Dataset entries

impl CommentPanel {
    pub fn new(
        memorial_id: impl Into<String>,
        service: Arc<dyn CommentService>,
        store: Arc<dyn SessionStore>,
    ) -> Self {
        Self {
            memorial_id: memorial_id.into(),
            gate: AccessGate::new(service, store),
            state: PanelState::Uninitialized,
            config: None,
            pager: CommentPager::new(DEFAULT_PAGE_SIZE),
            comment_form: CommentInput::default(),
            reply_form: None,
            signals: Signals::default(),
        }
    }

    #[must_use]
    pub fn with_page_size(mut self, page_size: u32) -> Self {
        self.pager = CommentPager::new(page_size);
        self
    }

    #[must_use]
    pub fn with_session_ttl(mut self, ttl: Option<Duration>) -> Self {
        self.gate = self.gate.with_session_ttl(ttl);
        self
    }

    pub fn memorial_id(&self) -> &str {
        &self.memorial_id
    }

    pub fn state(&self) -> &PanelState {
        &self.state
    }

    pub fn config(&self) -> Option<&CommentConfiguration> {
        self.config.as_ref()
    }

    pub fn comments(&self) -> &[Comment] {
        self.pager.comments()
    }

    pub fn pagination(&self) -> Pagination {
        self.pager.pagination()
    }

    /// Whether a page load is in flight ("load more" should be disabled).
    pub fn is_loading_page(&self) -> bool {
        self.pager.is_loading()
    }

    pub fn has_more(&self) -> bool {
        self.pager.has_more()
    }

    pub fn gate(&self) -> &AccessGate {
        &self.gate
    }

    pub fn comment_form(&self) -> &CommentInput {
        &self.comment_form
    }

    pub fn comment_form_mut(&mut self) -> &mut CommentInput {
        &mut self.comment_form
    }

    pub fn reply_form(&self) -> Option<&ReplyForm> {
        self.reply_form.as_ref()
    }

    pub fn reply_input_mut(&mut self) -> Option<&mut CommentInput> {
        self.reply_form.as_mut().map(|form| &mut form.input)
    }

    /// Tier of the current session, `None` when anonymous.
    pub fn tier(&self) -> Option<Nivel> {
        match self.gate.lookup(&self.memorial_id) {
            SessionLookup::Valid(session) => Some(session.nivel),
            SessionLookup::Missing | SessionLookup::Expired => None,
        }
    }

    /// Whether the reply affordance should be rendered.
    pub fn can_reply(&self) -> bool {
        matches!(
            self.gate.lookup(&self.memorial_id),
            SessionLookup::Valid(session) if session.can_reply()
        )
    }

    /// Whether a valid session exists, so the code prompt can be skipped.
    pub fn has_session(&self) -> bool {
        self.gate.has_session(&self.memorial_id)
    }

    pub fn status(&self) -> Option<&Notice> {
        self.signals.status()
    }

    /// Take the queued events for the host UI.
    pub fn drain_events(&mut self) -> Vec<UiEvent> {
        self.signals.drain()
    }

    /// Clear the status line if its auto-dismiss delay has elapsed.
    pub fn dismiss_expired(&mut self, now: Instant) {
        self.signals.dismiss_expired(now);
    }

    /// Fetch the configuration and, when enabled, the first page.
    pub fn initialize(&mut self) -> Result<(), CommentError> {
        self.signals.clear_status();
        self.state = PanelState::LoadingConfig;
        debug!("Loading comment configuration for {}", self.memorial_id);

        let config = match self.gate.service().get_configuration(&self.memorial_id) {
            Ok(config) => config,
            Err(err) => return Err(self.fail_load(CommentError::from(err))),
        };

        let enabled = config.habilitados;
        self.config = Some(config);
        if !enabled {
            info!("Comments disabled for memorial {}", self.memorial_id);
            self.state = PanelState::Disabled;
            return Ok(());
        }

        self.state = PanelState::LoadingComments;
        self.load_comments(1)
    }

    /// Fetch `page` and apply it (page 1 replaces, later pages append).
    pub fn load_comments(&mut self, page: u32) -> Result<(), CommentError> {
        let ticket = self.begin_page_load(page)?;
        let result = self.gate.service().list_comments(
            &self.memorial_id,
            ticket.page(),
            self.pager.page_size(),
        );
        self.finish_page_load(ticket, result).map(|_| ())
    }

    /// Issue a page request without performing it.
    ///
    /// For hosts that run the service call elsewhere; hand the result to
    /// [`finish_page_load`](Self::finish_page_load).
    pub fn begin_page_load(&mut self, page: u32) -> Result<PageTicket, CommentError> {
        if let Err(err) = self.enabled_config() {
            return Err(self.reject(err));
        }
        if matches!(self.state, PanelState::Failed { .. }) {
            self.state = PanelState::LoadingComments;
        }
        Ok(self.pager.begin(page))
    }

    /// Apply the result of a page request.
    ///
    /// Returns `Ok(false)` when the response was stale or arrived after
    /// [`dispose`](Self::dispose).
    pub fn finish_page_load(
        &mut self,
        ticket: PageTicket,
        result: Result<CommentPage, ServiceError>,
    ) -> Result<bool, CommentError> {
        match result {
            Ok(page) => {
                let applied = self.pager.complete(ticket, page);
                if applied && self.state == PanelState::LoadingComments {
                    self.state = PanelState::Ready;
                }
                Ok(applied)
            }
            Err(err) => {
                if !self.pager.fail(ticket) {
                    return Ok(false);
                }
                let err = CommentError::from(err);
                if self.state == PanelState::LoadingComments {
                    return Err(self.fail_load(err));
                }
                Err(self.reject(err))
            }
        }
    }

    /// Load the page after the current one.
    ///
    /// No-op on the last page or while a load is in flight.
    pub fn load_next_page(&mut self) -> Result<(), CommentError> {
        if self.pager.is_loading() || !self.pager.has_more() {
            return Ok(());
        }
        self.load_comments(self.pager.pagination().pagina_actual + 1)
    }

    /// Validate an access code and store the session.
    ///
    /// Empty or rejected codes request focus back on the code input.
    pub fn validate_code(&mut self, code: &str) -> Result<AccessSession, CommentError> {
        self.signals.clear_status();
        match self.gate.validate_code(&self.memorial_id, code) {
            Ok(session) => {
                let text = self.access_granted_text(&session);
                self.signals.notify(Notice::success(text));
                Ok(session)
            }
            Err(err) => {
                let focus = matches!(
                    err,
                    CommentError::EmptyInput { .. } | CommentError::InvalidCode { .. }
                );
                let err = self.reject(err);
                if focus {
                    self.signals.focus(Field::AccessCode);
                }
                Err(err)
            }
        }
    }

    /// Forget the session and fall back to anonymous.
    pub fn logout(&mut self) {
        self.gate.invalidate(&self.memorial_id);
        self.reply_form = None;
    }

    /// Submit the comment form.
    ///
    /// On success the form is cleared and page 1 is reloaded so the new
    /// comment shows with its server-assigned fields.
    pub fn post_comment(&mut self) -> Result<(), CommentError> {
        self.signals.clear_status();
        let requiere_codigo = match self.enabled_config() {
            Ok(config) => config.requiere_codigo,
            Err(err) => return Err(self.reject(err)),
        };

        let comment = match self.comment_form.prepare(Field::CommentMessage) {
            Ok(comment) => comment,
            Err(err) => return Err(self.reject(err)),
        };

        let token = match self.gate.lookup(&self.memorial_id) {
            SessionLookup::Valid(session) => Some(session.token),
            SessionLookup::Missing if requiere_codigo => {
                return Err(self.reject(CommentError::AccessRequired));
            }
            SessionLookup::Expired if requiere_codigo => return Err(self.expire_session()),
            SessionLookup::Missing | SessionLookup::Expired => None,
        };

        let result =
            self.gate
                .service()
                .create_comment(&self.memorial_id, &comment, token.as_deref());
        match result {
            Ok(()) => {
                info!("Comment posted on memorial {}", self.memorial_id);
                self.comment_form = CommentInput::default();
                self.signals
                    .notify(Notice::success("Comentario publicado con éxito"));
                self.reload_first_page();
                Ok(())
            }
            Err(err) => Err(self.fail_mutation(err)),
        }
    }

    /// Submit the reply form open under `comment_id`.
    ///
    /// Requires the `responder` permission, checked before any network call.
    pub fn post_reply(&mut self, comment_id: &str) -> Result<(), CommentError> {
        self.signals.clear_status();
        if let Err(err) = self.enabled_config() {
            return Err(self.reject(err));
        }

        let token = match self.gate.lookup(&self.memorial_id) {
            SessionLookup::Valid(session) if session.can_reply() => session.token,
            SessionLookup::Expired => return Err(self.expire_session()),
            SessionLookup::Valid(_) | SessionLookup::Missing => {
                let err = CommentError::Forbidden;
                self.signals
                    .notify(Notice::error_transient(err.user_message()));
                return Err(err);
            }
        };

        let input = self
            .reply_form
            .as_ref()
            .filter(|form| form.comment_id == comment_id)
            .map(|form| form.input.clone())
            .unwrap_or_default();
        let field = Field::ReplyMessage(comment_id.to_owned());
        let reply = match input.prepare(field.clone()) {
            Ok(reply) => reply,
            Err(err) => {
                let err = self.reject(err);
                self.signals.focus(field);
                return Err(err);
            }
        };

        let result = self.gate.service().create_reply(
            &self.memorial_id,
            comment_id,
            &reply,
            Some(&token),
        );
        match result {
            Ok(()) => {
                info!(
                    "Reply posted under {} on memorial {}",
                    comment_id, self.memorial_id
                );
                self.reply_form = None;
                self.signals
                    .notify(Notice::success("Respuesta publicada con éxito"));
                self.reload_first_page();
                Ok(())
            }
            Err(err) => Err(self.fail_mutation(err)),
        }
    }

    /// Open the reply form under `comment_id`, or close it if already open.
    ///
    /// Opening discards any unsent text in a previously open form.
    /// Returns whether a form is now open under `comment_id`.
    pub fn toggle_reply_form(&mut self, comment_id: &str) -> bool {
        let open_here = self
            .reply_form
            .as_ref()
            .is_some_and(|form| form.comment_id == comment_id);
        if open_here {
            self.reply_form = None;
            return false;
        }
        self.reply_form = Some(ReplyForm {
            comment_id: comment_id.to_owned(),
            input: CommentInput::default(),
        });
        self.signals
            .focus(Field::ReplyMessage(comment_id.to_owned()));
        true
    }

    /// Like a comment or reply.
    ///
    /// The displayed count only changes to the server's returned value.
    pub fn like_item(&mut self, item_id: &str) -> Result<u64, CommentError> {
        self.signals.clear_status();
        if let Err(err) = self.enabled_config() {
            return Err(self.reject(err));
        }

        match self.gate.service().like_item(&self.memorial_id, item_id) {
            Ok(likes) => {
                if !self.pager.apply_likes(item_id, likes) {
                    debug!("Liked item {} is not in the loaded list", item_id);
                }
                Ok(likes)
            }
            Err(err) => {
                let err = CommentError::from(err);
                self.signals
                    .notify(Notice::error_transient(err.user_message()));
                Err(err)
            }
        }
    }

    /// Stop applying responses; call when the host view goes away.
    pub fn dispose(&mut self) {
        self.pager.dispose();
    }

    fn enabled_config(&self) -> Result<&CommentConfiguration, CommentError> {
        match &self.config {
            None => Err(CommentError::NotReady),
            Some(config) if !config.habilitados => Err(CommentError::Disabled),
            Some(config) => Ok(config),
        }
    }

    fn reload_first_page(&mut self) {
        if let Err(err) = self.load_comments(1) {
            warn!(
                "Reload after post failed for memorial {}: {}",
                self.memorial_id, err
            );
        }
    }

    fn access_granted_text(&self, session: &AccessSession) -> String {
        let base = match session.nivel {
            Nivel::Familiar => "Código válido. Ya puede dejar su comentario.",
            Nivel::Cliente => "Código de cliente válido. Puede comentar y responder.",
        };
        match self.gate.session_ttl() {
            Some(ttl) if ttl.as_secs() >= 60 => {
                format!("{base} (válido por {} minutos)", ttl.as_secs().div_ceil(60))
            }
            _ => base.to_owned(),
        }
    }

    /// Clear the session after the token went stale.
    fn expire_session(&mut self) -> CommentError {
        warn!("Access token for memorial {} expired", self.memorial_id);
        self.logout();
        self.reject(CommentError::TokenExpired)
    }

    fn fail_mutation(&mut self, err: ServiceError) -> CommentError {
        match CommentError::from_mutation(err) {
            CommentError::TokenExpired => self.expire_session(),
            err => {
                warn!(
                    "Mutation rejected on memorial {}: {}",
                    self.memorial_id, err
                );
                self.reject(err)
            }
        }
    }

    fn fail_load(&mut self, err: CommentError) -> CommentError {
        let message = err.user_message();
        warn!("Loading comments for {} failed: {}", self.memorial_id, err);
        self.state = PanelState::Failed {
            message: message.clone(),
        };
        self.signals.notify(Notice::error(message));
        err
    }

    fn reject(&mut self, err: CommentError) -> CommentError {
        self.signals.notify(Notice::error(err.user_message()));
        err
    }
}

DESCRIPTION OF THE TASK
Could you copy every line from the records that has "focus" in it?

RESULT OF THE TASK
    /// Empty or rejected codes request focus back on the code input.
                let focus = matches!(
                if focus {
                    self.signals.focus(Field::AccessCode);
                self.signals.focus(field);
            .focus(Field::ReplyMessage(comment_id.to_owned()));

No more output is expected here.